### Data excerpts
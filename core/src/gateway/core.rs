//! Main Gateway implementation
//!
//! The facade owning every moving part: the protocol client and its
//! session, the channel cache, the per-recipient send queues, and the
//! background sync tasks. `start` brings the whole engine up; `submit`
//! is the ingestion contract; `stop` drains and shuts down.

use std::sync::Arc;
use std::time::Duration;

use tokio::sync::{mpsc, oneshot, watch, Mutex};
use tokio::task::JoinHandle;
use tracing::info;

use crate::client::http::HttpTransport;
use crate::client::sync::{run_event_consumer, run_sync_loop};
use crate::client::transport::Transport;
use crate::client::MatrixClient;
use crate::data;
use crate::queue::SendQueues;
use crate::resolver::ChannelCache;

use super::config::GatewayConfig;
use super::error::GatewayError;
use super::types::{
    current_timestamp, DeliveryFailure, DeliveryJob, DeliveryOutcome, MessageId, Payload,
    Recipient,
};

/// The Courier gateway
///
/// This is the main entry point: start it, submit deliveries, stop it.
pub struct Gateway {
    config: GatewayConfig,
    client: Arc<MatrixClient>,
    cache: Arc<ChannelCache>,
    queues: Arc<SendQueues>,
    shutdown_tx: watch::Sender<bool>,
    tasks: Mutex<Vec<JoinHandle<()>>>,
}

impl Gateway {
    /// Start the gateway against the configured homeserver.
    ///
    /// Opens the session database, resumes or establishes the protocol
    /// session, warms the channel cache, and spawns the background sync
    /// tasks.
    pub async fn start(config: GatewayConfig) -> Result<Self, GatewayError> {
        let transport = Arc::new(
            HttpTransport::new(
                &config.homeserver_url,
                Duration::from_secs(config.request_timeout_secs),
            )
            .map_err(|e| GatewayError::StartFailed(e.to_string()))?,
        );
        Self::start_with_transport(config, transport).await
    }

    /// Start with a caller-provided transport (tests use the mock).
    pub async fn start_with_transport(
        config: GatewayConfig,
        transport: Arc<dyn Transport>,
    ) -> Result<Self, GatewayError> {
        let db_path = config.db_path.clone().unwrap_or_else(data::default_db_path);
        let conn = data::open_db(&db_path)?;
        let db = Arc::new(Mutex::new(conn));

        let client = Arc::new(MatrixClient::connect(transport, db, &config).await?);
        let cache = Arc::new(ChannelCache::new());
        cache.warm_from_db(&client).await;

        let (shutdown_tx, shutdown_rx) = watch::channel(false);
        let queues = Arc::new(SendQueues::new(
            client.clone(),
            cache.clone(),
            &config,
            shutdown_rx.clone(),
        ));

        // One producer draining the network sync stream, one consumer
        // acting on its events; the bounded channel applies back-pressure
        let (event_tx, event_rx) = mpsc::channel(config.event_buffer);
        let sync_task = tokio::spawn(run_sync_loop(
            client.clone(),
            event_tx,
            shutdown_rx.clone(),
        ));
        let consumer_task = tokio::spawn(run_event_consumer(
            client.clone(),
            cache.clone(),
            event_rx,
            shutdown_rx,
        ));

        info!(
            user_id = %client.user_id().await,
            db_path = %db_path.display(),
            "gateway started"
        );

        Ok(Self {
            config,
            client,
            cache,
            queues,
            shutdown_tx,
            tasks: Mutex::new(vec![sync_task, consumer_task]),
        })
    }

    /// Submit a delivery and wait for its terminal outcome.
    ///
    /// This boundary is synchronous: the call suspends until the job
    /// succeeds or fails terminally, so fatal outcomes (including a
    /// transient failure exhausting its retry budget) surface here as
    /// `Rejected`. Callers integrating an asynchronous boundary should
    /// use [`Gateway::enqueue`] instead and treat failures as log-only.
    pub async fn submit(
        &self,
        recipient: Option<Recipient>,
        payload: Payload,
    ) -> DeliveryOutcome {
        let rx = match self.enqueue(recipient, payload).await {
            Ok(rx) => rx,
            Err(reason) => return DeliveryOutcome::Rejected(reason),
        };

        match rx.await {
            Ok(Ok(message_id)) => DeliveryOutcome::Accepted(message_id),
            Ok(Err(failure)) => DeliveryOutcome::Rejected(failure.reason),
            Err(_) => DeliveryOutcome::Rejected("delivery abandoned during shutdown".to_string()),
        }
    }

    /// Validate and hand a delivery to its recipient's queue without
    /// waiting for the outcome.
    ///
    /// Returns the receiver for the job's terminal outcome; enqueue
    /// order is delivery order within a recipient.
    pub async fn enqueue(
        &self,
        recipient: Option<Recipient>,
        payload: Payload,
    ) -> Result<oneshot::Receiver<Result<MessageId, DeliveryFailure>>, String> {
        if recipient.is_none() && self.config.management_channel.is_none() {
            return Err("no recipient given and no management channel configured".to_string());
        }
        if payload.is_empty() {
            return Err("empty payload".to_string());
        }
        if let Payload::Media { filename, .. } = &payload {
            match filename.rsplit_once('.') {
                Some((stem, ext)) if !stem.is_empty() && !ext.is_empty() => {}
                _ => {
                    return Err(format!(
                        "media filename '{}' has no extension",
                        filename
                    ))
                }
            }
        }

        let job = DeliveryJob {
            recipient,
            payload,
            received_at: current_timestamp(),
        };
        Ok(self.queues.enqueue(job).await)
    }

    /// The account the gateway is signed in as.
    pub async fn user_id(&self) -> String {
        self.client.user_id().await
    }

    /// The active configuration.
    pub fn config(&self) -> &GatewayConfig {
        &self.config
    }

    /// Number of recipient queues spawned so far.
    pub async fn queue_count(&self) -> usize {
        self.queues.worker_count().await
    }

    /// Number of cached recipient channels.
    pub async fn cached_channels(&self) -> usize {
        self.cache.len().await
    }

    /// Stop the gateway.
    ///
    /// In-flight sends get a bounded drain window to finish; queued but
    /// unstarted jobs are discarded and their submitters see a rejection.
    pub async fn stop(&self) {
        let _ = self.shutdown_tx.send(true);

        self.queues
            .drain(Duration::from_secs(self.config.drain_timeout_secs))
            .await;

        let mut tasks = self.tasks.lock().await;
        for task in tasks.drain(..) {
            task.abort();
            let _ = task.await;
        }

        info!("gateway stopped");
    }
}
// SPDX-FileCopyrightText: 2025 Joost van der Laan <joost@fashionunited.com>
//
// SPDX-License-Identifier: AGPL-3.0-only

use anyhow::Result;
use chrono::NaiveDate;
use serde::{Deserialize, Serialize};
use std::collections::{BTreeMap, HashMap};

/// Closing prices for one run: rows are trading dates, columns are tickers.
///
/// Rows are kept in the order the source produced them (ascending by date);
/// nothing downstream re-sorts them. A `None` cell is a gap: the ticker had
/// no close that day (not listed yet, halted, delisted).
#[derive(Debug, Clone, PartialEq)]
pub struct PriceTable {
    dates: Vec<NaiveDate>,
    tickers: Vec<String>,
    rows: Vec<Vec<Option<f64>>>,
}

impl PriceTable {
    pub fn new(
        dates: Vec<NaiveDate>,
        tickers: Vec<String>,
        rows: Vec<Vec<Option<f64>>>,
    ) -> Result<Self> {
        if dates.len() != rows.len() {
            anyhow::bail!(
                "price table has {} dates but {} rows",
                dates.len(),
                rows.len()
            );
        }
        if let Some((i, row)) = rows
            .iter()
            .enumerate()
            .find(|(_, row)| row.len() != tickers.len())
        {
            anyhow::bail!(
                "row {} has {} cells, expected {} (one per ticker)",
                i,
                row.len(),
                tickers.len()
            );
        }
        if let Some(pair) = dates.windows(2).find(|pair| pair[0] >= pair[1]) {
            anyhow::bail!(
                "price table dates must be strictly ascending ({} is followed by {})",
                pair[0],
                pair[1]
            );
        }

        Ok(Self {
            dates,
            tickers,
            rows,
        })
    }

    pub fn empty(tickers: Vec<String>) -> Self {
        Self {
            dates: Vec::new(),
            tickers,
            rows: Vec::new(),
        }
    }

    /// Number of trading-date rows.
    pub fn len(&self) -> usize {
        self.rows.len()
    }

    pub fn is_empty(&self) -> bool {
        self.rows.is_empty()
    }

    pub fn dates(&self) -> &[NaiveDate] {
        &self.dates
    }

    pub fn tickers(&self) -> &[String] {
        &self.tickers
    }

    pub fn row(&self, index: usize) -> Option<&[Option<f64>]> {
        self.rows.get(index).map(Vec::as_slice)
    }

    pub fn last_date(&self) -> Option<NaiveDate> {
        self.dates.last().copied()
    }

    /// Most recent defined close for `ticker`, scanning back from the last row.
    pub fn latest_close(&self, ticker: &str) -> Option<(NaiveDate, f64)> {
        let column = self.tickers.iter().position(|t| t == ticker)?;
        self.dates
            .iter()
            .zip(&self.rows)
            .rev()
            .find_map(|(date, row)| row[column].map(|price| (*date, price)))
    }

    /// Project the table onto `tickers`, in that order. Requested tickers
    /// the table does not carry are skipped, as are repeats; rows with no
    /// data left are kept so every projection shares the same calendar.
    pub fn select(&self, tickers: &[String]) -> PriceTable {
        let mut columns: Vec<(usize, &String)> = Vec::with_capacity(tickers.len());
        for ticker in tickers {
            if let Some(i) = self.tickers.iter().position(|t| t == ticker) {
                if !columns.iter().any(|(chosen, _)| *chosen == i) {
                    columns.push((i, ticker));
                }
            }
        }

        PriceTable {
            dates: self.dates.clone(),
            tickers: columns.iter().map(|(_, t)| (*t).clone()).collect(),
            rows: self
                .rows
                .iter()
                .map(|row| columns.iter().map(|(i, _)| row[*i]).collect())
                .collect(),
        }
    }

    /// Drops dates on which no column has a close, such as a session only
    /// the index symbols traded in.
    pub fn without_empty_rows(&self) -> PriceTable {
        let (dates, rows): (Vec<NaiveDate>, Vec<Vec<Option<f64>>>) = self
            .dates
            .iter()
            .zip(&self.rows)
            .filter(|(_, row)| row.iter().any(Option::is_some))
            .map(|(date, row)| (*date, row.clone()))
            .unzip();
        PriceTable {
            dates,
            tickers: self.tickers.clone(),
            rows,
        }
    }
}

/// Accumulates per-ticker series into a [`PriceTable`].
///
/// Columns follow the order tickers were first added; rows are the union of
/// all dates, ascending. Inserting the same (ticker, date) twice keeps the
/// later price.
#[derive(Debug, Default)]
pub struct PriceTableBuilder {
    tickers: Vec<String>,
    cells: BTreeMap<NaiveDate, HashMap<usize, f64>>,
}

impl PriceTableBuilder {
    pub fn new() -> Self {
        Self::default()
    }

    fn column(&mut self, ticker: &str) -> usize {
        match self.tickers.iter().position(|t| t == ticker) {
            Some(i) => i,
            None => {
                self.tickers.push(ticker.to_string());
                self.tickers.len() - 1
            }
        }
    }

    /// Registers a ticker column even if it ends up with no prices.
    pub fn add_ticker(&mut self, ticker: &str) -> &mut Self {
        self.column(ticker);
        self
    }

    pub fn insert(&mut self, ticker: &str, date: NaiveDate, close: f64) -> &mut Self {
        let column = self.column(ticker);
        if close.is_finite() {
            self.cells.entry(date).or_default().insert(column, close);
        }
        self
    }

    pub fn add_series<I>(&mut self, ticker: &str, series: I) -> &mut Self
    where
        I: IntoIterator<Item = (NaiveDate, f64)>,
    {
        self.add_ticker(ticker);
        for (date, close) in series {
            self.insert(ticker, date, close);
        }
        self
    }

    pub fn build(self) -> PriceTable {
        let width = self.tickers.len();
        let mut dates = Vec::with_capacity(self.cells.len());
        let mut rows = Vec::with_capacity(self.cells.len());
        for (date, cells) in self.cells {
            let mut row = vec![None; width];
            for (column, close) in cells {
                row[column] = Some(close);
            }
            dates.push(date);
            rows.push(row);
        }
        PriceTable {
            dates,
            tickers: self.tickers,
            rows,
        }
    }
}

/// How many trading rows to look back, and the heading its section gets.
#[derive(Debug, Clone, PartialEq, Eq, Serialize, Deserialize)]
pub struct LookbackWindow {
    pub lookback: usize,
    pub title: String,
}

impl LookbackWindow {
    pub fn new(lookback: usize, title: impl Into<String>) -> Self {
        Self {
            lookback,
            title: title.into(),
        }
    }
}

/// One line of a top-performers table.
#[derive(Debug, Clone, PartialEq)]
pub struct RankedRow {
    pub rank: usize,
    pub ticker: String,
    pub name: String,
    /// Raw change in percent, kept for callers that need the number.
    pub change: f64,
    /// Display form, e.g. `"10.00%"` or `"-5.00%"`.
    pub percent_change: String,
}

/// Optional ticker -> company name lookup used to relabel ranked rows.
#[derive(Debug, Clone, Default, PartialEq, Eq, Serialize, Deserialize)]
#[serde(transparent)]
pub struct TickerDirectory(HashMap<String, String>);

impl TickerDirectory {
    pub fn new(names: HashMap<String, String>) -> Self {
        Self(names)
    }

    /// Company name for `ticker`, or the ticker itself when unknown.
    pub fn display_name<'a>(&'a self, ticker: &'a str) -> &'a str {
        self.0.get(ticker).map(String::as_str).unwrap_or(ticker)
    }

    pub fn len(&self) -> usize {
        self.0.len()
    }

    pub fn is_empty(&self) -> bool {
        self.0.is_empty()
    }
}

impl FromIterator<(String, String)> for TickerDirectory {
    fn from_iter<I: IntoIterator<Item = (String, String)>>(iter: I) -> Self {
        Self(iter.into_iter().collect())
    }
}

### Problem details
Could you restate, word for word, the lines above from the one with "let column = self.column(ticker);" to the one with "pub fn build(self)", both included?

### Task answer
        let column = self.column(ticker);
        if close.is_finite() {
            self.cells.entry(date).or_default().insert(column, close);
        }
        self
    }

    pub fn add_series<I>(&mut self, ticker: &str, series: I) -> &mut Self
    where
        I: IntoIterator<Item = (NaiveDate, f64)>,
    {
        self.add_ticker(ticker);
        for (date, close) in series {
            self.insert(ticker, date, close);
        }
        self
    }

    pub fn build(self) -> PriceTable {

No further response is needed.